The Academic and Practical Aspects of Public Policy

As often happens, something might appear efficient in theory but fail in practice. This statement does not imply that public policy has failed, but simply precedes the problem that public policy often faces: Some aspects of it are impossible to bring to the world. As Woodrow Wilson points out, it is not enough to study administration; it has to be integrated into the governmental processes (1887, p. 2019).

Although Wilson examines administration concerning his century and the political processes thereof, his opinion is generally applicable to the public policy of the modern-day. Wilson asks how one can adjust the French or German administration experience to that of the United States, and keep in mind the distinctions between them (1887, p. 220); we should ask how the modern science of public policy can improve or prevent possible mistakes. Wilson’s question, “how shall… our governments… be so administrated… to the interest of the public officer… and the community?” is still relevant, although it was raised almost 130 years ago (1887, p. 221).
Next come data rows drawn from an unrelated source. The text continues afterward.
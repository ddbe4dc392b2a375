use std::fmt;
use std::str::FromStr;

use serde::{Deserialize, Serialize};

/// Which face-proposal backend the region detector runs.
#[derive(Debug, Clone, Copy, Default, PartialEq, Eq, Serialize, Deserialize)]
#[serde(rename_all = "snake_case")]
pub enum DetectorKind {
    HogSvm,
    #[default]
    Haar,
    Mtcnn,
}

impl DetectorKind {
    pub const ALL: &[DetectorKind] = &[DetectorKind::HogSvm, DetectorKind::Haar, DetectorKind::Mtcnn];

    /// HOG/SVM and Haar cascades work on luma; the CNN cascade wants colour.
    pub fn uses_grayscale(self) -> bool {
        !matches!(self, DetectorKind::Mtcnn)
    }

    pub fn as_str(self) -> &'static str {
        match self {
            DetectorKind::HogSvm => "hog_svm",
            DetectorKind::Haar => "haar",
            DetectorKind::Mtcnn => "mtcnn",
        }
    }
}

impl fmt::Display for DetectorKind {
    fn fmt(&self, f: &mut fmt::Formatter<'_>) -> fmt::Result {
        match self {
            DetectorKind::HogSvm => write!(f, "HOG-SVM"),
            DetectorKind::Haar => write!(f, "Haar cascade"),
            DetectorKind::Mtcnn => write!(f, "MTCNN"),
        }
    }
}

impl FromStr for DetectorKind {
    type Err = String;

    fn from_str(s: &str) -> Result<Self, Self::Err> {
        DetectorKind::ALL
            .iter()
            .copied()
            .find(|k| k.as_str().eq_ignore_ascii_case(s))
            .ok_or_else(|| format!("unknown detector '{s}' (expected hog_svm, haar or mtcnn)"))
    }
}

/// Which landmark regressor each model slot is built with.
///
/// Opaque to the pool; only the model factory interprets it.
#[derive(Debug, Clone, Copy, Default, PartialEq, Eq, Serialize, Deserialize)]
#[serde(rename_all = "snake_case")]
pub enum LandmarkDetectorKind {
    Clm,
    Clnf,
    #[default]
    Ceclm,
}

impl LandmarkDetectorKind {
    pub const ALL: &[LandmarkDetectorKind] = &[
        LandmarkDetectorKind::Clm,
        LandmarkDetectorKind::Clnf,
        LandmarkDetectorKind::Ceclm,
    ];

    pub fn as_str(self) -> &'static str {
        match self {
            LandmarkDetectorKind::Clm => "clm",
            LandmarkDetectorKind::Clnf => "clnf",
            LandmarkDetectorKind::Ceclm => "ceclm",
        }
    }
}

impl fmt::Display for LandmarkDetectorKind {
    fn fmt(&self, f: &mut fmt::Formatter<'_>) -> fmt::Result {
        match self {
            LandmarkDetectorKind::Clm => write!(f, "CLM"),
            LandmarkDetectorKind::Clnf => write!(f, "CLNF"),
            LandmarkDetectorKind::Ceclm => write!(f, "CE-CLM"),
        }
    }
}

impl FromStr for LandmarkDetectorKind {
    type Err = String;

    fn from_str(s: &str) -> Result<Self, Self::Err> {
        LandmarkDetectorKind::ALL
            .iter()
            .copied()
            .find(|k| k.as_str().eq_ignore_ascii_case(s))
            .ok_or_else(|| format!("unknown landmark detector '{s}' (expected clm, clnf or ceclm)"))
    }
}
The science of public policy might not be regarded as often as it should, but the theory it provides could leave the pages of books and journals and finally be heard by policymakers. The experience and evidence it has summoned are enough to make public policy at least two times more efficient than it is now. This does not mean that every solution the academics may devise is appropriate for modern public policy, but the latter has suffered some losses exactly because it neglected the theory.

Conclusion

Decision making in public policy, as well as the public policy itself, have been quickly evolving during the past two centuries; modern public policy consists of different complicated steps that help examine a future solution from different angles; however, public policy could benefit more from the theoretical studies that consider its evolution, experiences, wins, and losses.

References

Brewer, G. D. (1974). The policy sciences emerge: to nurture and structure a discipline. Policy Sciences, 5(3), 239-244.

Lindblom, C. E. (1959). The science of “muddling through”. Public administration review, 19(2), 79-88.

Volden, C. (2005). Intergovernmental political competition in American federalism. American Journal of Political Science, 49(2), 327-342.

Wilson, J. Q. (1967). The bureaucracy problem. The Public Interest, (6)3, 3-9.

Wilson, W. (1887). The study of administration. Political science quarterly, 2(2), 197-222.